Actually, draggin’ is probably a much more accurate wording.
I am a-draggin’ — and just about everybody I talk with says the same.
You folks feeling kinda lethargic — er, I mean, draggin’, too?
You see, I don’t know if you folks have noticed or not, but it’s gotten a tad warm around here lately.
It brought to mind that older song, titled “Heat Wave” (as in, “We’re having a heat wave ...”), that I found out, surprisingly enough to me, was written by Irving Berlin for the 1933 musical, “As Thousands Cheer,” and first sung in that show by Ethel Waters. Next, it was sung by Ethel Merman in the 1938 film, “Alexander's Ragtime Band.” The next time it was heard on screen was by Marilyn Monroe in the 1954 film, “There’s No Business Like Show Business.”
And for those of you out there who may have been wondering, there is no official definition as to what a heat wave actually is. Who would have thunk it? Webster’s definition is, “A long spell of hot weather.” The National Weather Service, however, has no specific definition as to what a heat wave is. No temperature. No length of time.
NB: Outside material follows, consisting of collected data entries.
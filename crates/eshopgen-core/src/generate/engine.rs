use rand::rngs::StdRng;
use rand::SeedableRng;

use crate::error::Result;
use crate::generate::category::generate_categories;
use crate::generate::customer::generate_customers;
use crate::generate::inventory::generate_inventory_logs;
use crate::generate::lookup::{PriceBook, RegistrationDates};
use crate::generate::order::generate_orders;
use crate::generate::order_item::generate_order_items;
use crate::generate::plan::GenerationPlan;
use crate::generate::product::generate_products;
use crate::generate::records::*;
use crate::generate::sequence::IdSequence;
use crate::generate::value::Value;
use crate::schema::tables::TableDef;

/// The six pipeline stages, in execution order.
#[derive(Debug, Clone, Copy, PartialEq, Eq)]
pub enum Stage {
    Categories,
    Customers,
    Products,
    Orders,
    OrderItems,
    InventoryLogs,
}

impl Stage {
    pub const ALL: [Stage; 6] = [
        Stage::Categories,
        Stage::Customers,
        Stage::Products,
        Stage::Orders,
        Stage::OrderItems,
        Stage::InventoryLogs,
    ];

    /// Plural noun used in progress messages.
    pub fn label(self) -> &'static str {
        match self {
            Stage::Categories => "categories",
            Stage::Customers => "customers",
            Stage::Products => "products",
            Stage::Orders => "orders",
            Stage::OrderItems => "order items",
            Stage::InventoryLogs => "inventory logs",
        }
    }
}

/// The result of running every stage.
#[derive(Debug, Default)]
pub struct GeneratedData {
    pub categories: Vec<Category>,
    pub customers: Vec<Customer>,
    pub products: Vec<Product>,
    pub orders: Vec<Order>,
    pub order_items: Vec<OrderItem>,
    pub inventory_logs: Vec<InventoryLog>,
}

/// One table's rows flattened to column values, ready for a writer.
#[derive(Debug)]
pub struct TableRows {
    pub table: TableDef,
    pub rows: Vec<Vec<Value>>,
}

impl GeneratedData {
    /// Every table in insertion order, rows flattened to values.
    pub fn tables(&self) -> Vec<TableRows> {
        vec![
            flatten(&self.categories),
            flatten(&self.customers),
            flatten(&self.products),
            flatten(&self.orders),
            flatten(&self.order_items),
            flatten(&self.inventory_logs),
        ]
    }

    pub fn total_rows(&self) -> usize {
        self.categories.len()
            + self.customers.len()
            + self.products.len()
            + self.orders.len()
            + self.order_items.len()
            + self.inventory_logs.len()
    }
}

fn flatten<R: Record>(records: &[R]) -> TableRows {
    TableRows {
        table: R::TABLE,
        rows: records.iter().map(R::values).collect(),
    }
}

/// Run every stage of a plan with a single seeded RNG.
///
/// Stages run strictly in order: categories, customers, products, orders,
/// order items, inventory logs. Registration dates and prices recorded by
/// earlier stages are passed by reference to the stages that need them.
/// `progress_callback` receives each stage and its row count once the stage
/// finishes.
pub fn execute_plan(
    plan: &GenerationPlan,
    progress_callback: Option<&dyn Fn(Stage, usize)>,
) -> Result<GeneratedData> {
    plan.volumes.validate()?;

    let mut rng = StdRng::seed_from_u64(plan.seed);
    let mut registrations = RegistrationDates::new();
    let mut prices = PriceBook::new();
    let mut item_ids = IdSequence::default();
    let report = |stage: Stage, rows: usize| {
        tracing::debug!("Stage {:?} finished with {} rows", stage, rows);
        if let Some(cb) = progress_callback {
            cb(stage, rows);
        }
    };

    let categories = generate_categories();
    report(Stage::Categories, categories.len());

    let customers = generate_customers(
        plan.volumes.customers,
        plan.today,
        &mut rng,
        &mut registrations,
    );
    report(Stage::Customers, customers.len());

    let products = generate_products(plan.volumes.products, &mut rng, &mut prices);
    report(Stage::Products, products.len());

    let orders = generate_orders(plan.volumes.orders, plan.today, &mut rng, &registrations)?;
    report(Stage::Orders, orders.len());

    let order_items = generate_order_items(&orders, &mut rng, &prices, &mut item_ids)?;
    report(Stage::OrderItems, order_items.len());

    let inventory_logs = generate_inventory_logs(
        plan.volumes.inventory_logs,
        products.len(),
        plan.today,
        &mut rng,
    )?;
    report(Stage::InventoryLogs, inventory_logs.len());

    Ok(GeneratedData {
        categories,
        customers,
        products,
        orders,
        order_items,
        inventory_logs,
    })
}

#[cfg(test)]
mod tests {
    use super::*;
    use crate::generate::plan::Volumes;
    use chrono::NaiveDate;
    use std::cell::RefCell;

    fn small_plan(seed: u64) -> GenerationPlan {
        GenerationPlan::new(
            Volumes {
                customers: 20,
                products: 30,
                orders: 50,
                inventory_logs: 40,
            },
            seed,
            NaiveDate::from_ymd_opt(2026, 10, 18).unwrap(),
        )
    }

    #[test]
    fn test_row_counts() {
        let data = execute_plan(&small_plan(42), None).unwrap();
        assert_eq!(data.categories.len(), 9);
        assert_eq!(data.customers.len(), 20);
        assert_eq!(data.products.len(), 30);
        assert_eq!(data.orders.len(), 50);
        assert!((50..=200).contains(&data.order_items.len()));
        assert_eq!(data.inventory_logs.len(), 40);
    }

    #[test]
    fn test_same_seed_same_data() {
        let a = execute_plan(&small_plan(7), None).unwrap();
        let b = execute_plan(&small_plan(7), None).unwrap();
        assert_eq!(a.customers, b.customers);
        assert_eq!(a.products, b.products);
        assert_eq!(a.order_items, b.order_items);
        assert_eq!(a.inventory_logs, b.inventory_logs);

        let c = execute_plan(&small_plan(8), None).unwrap();
        assert_ne!(a.customers, c.customers);
    }

    #[test]
    fn test_progress_reported_per_stage_in_order() {
        let seen = RefCell::new(Vec::new());
        let cb = |stage: Stage, rows: usize| seen.borrow_mut().push((stage, rows));
        let data = execute_plan(&small_plan(1), Some(&cb)).unwrap();

        let seen = seen.into_inner();
        let stages: Vec<Stage> = seen.iter().map(|(s, _)| *s).collect();
        assert_eq!(stages, Stage::ALL.to_vec());
        assert_eq!(seen[4].1, data.order_items.len());
    }

    #[test]
    fn test_tables_flatten_in_insertion_order() {
        let data = execute_plan(&small_plan(3), None).unwrap();
        let tables = data.tables();
        let names: Vec<&str> = tables.iter().map(|t| t.table.name).collect();
        assert_eq!(
            names,
            vec!["Category", "Customer", "Product", "Order", "Order_item", "Inventory_log"]
        );
        let flattened: usize = tables.iter().map(|t| t.rows.len()).sum();
        assert_eq!(flattened, data.total_rows());
    }

    #[test]
    fn test_invalid_volumes_rejected_before_generation() {
        let mut plan = small_plan(1);
        plan.volumes.products = 0;
        assert!(execute_plan(&plan, None).is_err());
    }
}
Nothin’. Supposedly, The Weather Channel defines a heat wave as “a minimum of 10 states having 90 degree-plus temperatures and these temperatures must be at least 5 degrees above the norms for at least two days.”
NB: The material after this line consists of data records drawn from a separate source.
//! # Error Types
//!
//! Defines `EshopGenError`, the unified error enum for every failure mode in
//! the eshopgen pipeline. Variants carry the path, table or setting involved
//! so a failed run can be diagnosed from the message alone.

use std::path::PathBuf;

use thiserror::Error;

/// All errors that can occur in eshopgen operations.
#[derive(Error, Debug)]
pub enum EshopGenError {
    #[error("Schema file '{}' not found.\n  Pass --schema <path> or set [paths] schema in eshopgen.toml", path.display())]
    SchemaNotFound { path: PathBuf },

    #[error("Failed to read schema file '{}': {source}", path.display())]
    SchemaRead {
        path: PathBuf,
        #[source]
        source: std::io::Error,
    },

    #[error("Cannot generate {table} rows: they reference {referenced}, but {referenced} has no rows.\n  Raise the {referenced} volume or set the {table} volume to 0")]
    EmptyReferencePool {
        table: &'static str,
        referenced: &'static str,
    },

    #[error("{table} row references {referenced} id {id}, which was never generated")]
    MissingReference {
        table: &'static str,
        referenced: &'static str,
        id: i64,
    },

    #[error("Configuration error: {message}")]
    Config { message: String },

    #[error("Output error: {message}: {source}")]
    Output {
        message: String,
        #[source]
        source: std::io::Error,
    },

    #[error("Lock file error: {message}")]
    LockFile { message: String },

    #[error("Schema drift detected: {message}")]
    SchemaDrift { message: String },
}

pub type Result<T> = std::result::Result<T, EshopGenError>;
Anyway, I do believe temperatures have gone up a bit.
And yes, I know it’s officially summer and it’s supposed to be warm, but I just didn’t know if anybody else noticed.
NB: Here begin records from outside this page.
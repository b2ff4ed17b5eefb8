//! Plain-text rendering of dashboard, item cards and detail views.

use crate::models::{Catalog, IngredientRef, Item, ItemDetail, Rarity};
use crate::view::{AppState, View};
use std::fmt::Write;

const RESET: &str = "\x1b[0m";

/// Rendering options.
#[derive(Debug, Clone, Copy, Default)]
pub struct RenderConfig {
    /// Color rarity labels with ANSI escapes.
    pub color: bool,
}

impl RenderConfig {
    fn rarity(&self, rarity: Rarity) -> String {
        self.rarity_padded(rarity, 0)
    }

    /// Pad the plain label to `width` before wrapping it in color codes.
    fn rarity_padded(&self, rarity: Rarity, width: usize) -> String {
        let label = format!("{:<width$}", rarity.to_string(), width = width);
        if self.color {
            format!("{}{}{}", rarity.ansi(), label, RESET)
        } else {
            label
        }
    }
}

fn display_name<'a>(catalog: &'a Catalog, id: &'a str) -> &'a str {
    catalog.find(id).map(|i| i.name.as_str()).unwrap_or(id)
}

fn ingredient_line(catalog: &Catalog, reference: &IngredientRef) -> String {
    format!("{} x{}", display_name(catalog, &reference.item_id), reference.quantity)
}

/// One-line card for list views.
pub fn render_card(item: &Item, config: &RenderConfig) -> String {
    format!(
        "{:<28} {} {:>8} value  {:>6.2} kg  stack {:<4} [{}]",
        item.name,
        config.rarity_padded(item.rarity, 10),
        item.value,
        item.weight,
        item.max_stack,
        item.id
    )
}

pub fn render_list(items: &[&Item], config: &RenderConfig) -> String {
    if items.is_empty() {
        return "No items match.\n".to_string();
    }
    let mut out = String::new();
    for item in items {
        let _ = writeln!(out, "{}", render_card(item, config));
    }
    out
}

pub fn render_dashboard(state: &AppState, config: &RenderConfig) -> String {
    let mut out = String::new();
    let catalog = state.catalog();
    let _ = writeln!(
        out,
        "{} items (built {})",
        catalog.items.len(),
        catalog.built_at.format("%Y-%m-%d %H:%M UTC")
    );
    if !state.search().is_empty() {
        let _ = writeln!(out, "Search: \"{}\"", state.search());
    }
    for row in state.dashboard() {
        let _ = writeln!(out, "\n== {} ({}) [{}]", row.category.label(), row.count, row.category);
        for item in row.preview {
            let _ = writeln!(out, "  {}", render_card(item, config));
        }
    }
    out
}

pub fn render_detail(detail: &ItemDetail, catalog: &Catalog, config: &RenderConfig) -> String {
    let item = &detail.item;
    let mut out = String::new();
    let _ = writeln!(out, "{} [{}]", item.name, item.id);
    let _ = writeln!(out, "Rarity:    {}", config.rarity(item.rarity));
    if let Some(item_type) = &item.item_type {
        let _ = writeln!(out, "Type:      {}", item_type);
    }
    let _ = writeln!(out, "Category:  {}", item.category.label());
    let _ = writeln!(out, "Value:     {}", item.value);
    let _ = writeln!(out, "Weight:    {:.2} kg", item.weight);
    let _ = writeln!(out, "Stack:     {}", item.max_stack);
    if let Some(image) = &item.image {
        let _ = writeln!(out, "Image:     {}", image);
    }
    if !item.description.is_empty() {
        let _ = writeln!(out, "\n{}", item.description);
    }

    let mut section = |title: &str, lines: Vec<String>| {
        if lines.is_empty() {
            return;
        }
        let _ = writeln!(out, "\n{}:", title);
        for line in lines {
            let _ = writeln!(out, "  - {}", line);
        }
    };

    section(
        "Crafted from",
        detail.crafted_from.iter().map(|r| ingredient_line(catalog, r)).collect(),
    );
    section(
        "Recycles into",
        detail.recycles_into.iter().map(|r| ingredient_line(catalog, r)).collect(),
    );
    section(
        "Recycled from",
        detail.recycled_from.iter().map(|r| ingredient_line(catalog, r)).collect(),
    );
    section(
        "Used in",
        detail
            .used_in
            .iter()
            .map(|u| {
                let kind = if u.is_upgrade { " (upgrade)" } else { "" };
                format!("{} x{}{}", u.project, u.count, kind)
            })
            .collect(),
    );
    section("Quests", detail.quests.clone());
    section(
        "Traders",
        detail
            .traders
            .iter()
            .map(|t| match &t.cost {
                Some(cost) => format!("{}: x{} for {}", t.trader, t.quantity, ingredient_line(catalog, cost)),
                None => format!("{}: x{}", t.trader, t.quantity),
            })
            .collect(),
    );
    out
}

/// Render whatever the current view is.
pub fn render_view(state: &AppState, config: &RenderConfig) -> String {
    match state.current() {
        View::Dashboard => render_dashboard(state, config),
        View::Category(category) => {
            let items = state.visible_items();
            format!(
                "== {} ({}) sorted by {}\n{}",
                category.label(),
                items.len(),
                state.sort(),
                render_list(&items, config)
            )
        }
        View::Detail(_) => match state.selected_item() {
            Some(item) => {
                let catalog = state.catalog();
                render_detail(&catalog.index.detail(item), catalog, config)
            }
            None => "Item not found.\n".to_string(),
        },
    }
}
Actually, this coming week is supposed to bring a “cool down” with temps only in the 90s. What a relief! Only joking!
Anyway, the recent heat wave was brought home to me particularly poignantly when I turned off the ignition in my car and my car kept running.
Well, I have since actually been told that my car wasn’t actually running. Just the fans and such were. But it sure sounded like the engine was running. I was completely taken aback. Actually, I thought I was hallucinating the first time it happened. The second time it happened I went to work and asked some of the guys there if they also heard my car still “running” and, if they did, what on earth was going on?
Some made faces, others politely explained to me that because of the recent intense temps, my car was cooling itself down before it shut off completely. That would help the car run better. At least, that’s what I got out of their explanations.
I was relieved to say the least.
All this time driving the car — about seven years — nothing like this had ever happened. At least, not that I can remember.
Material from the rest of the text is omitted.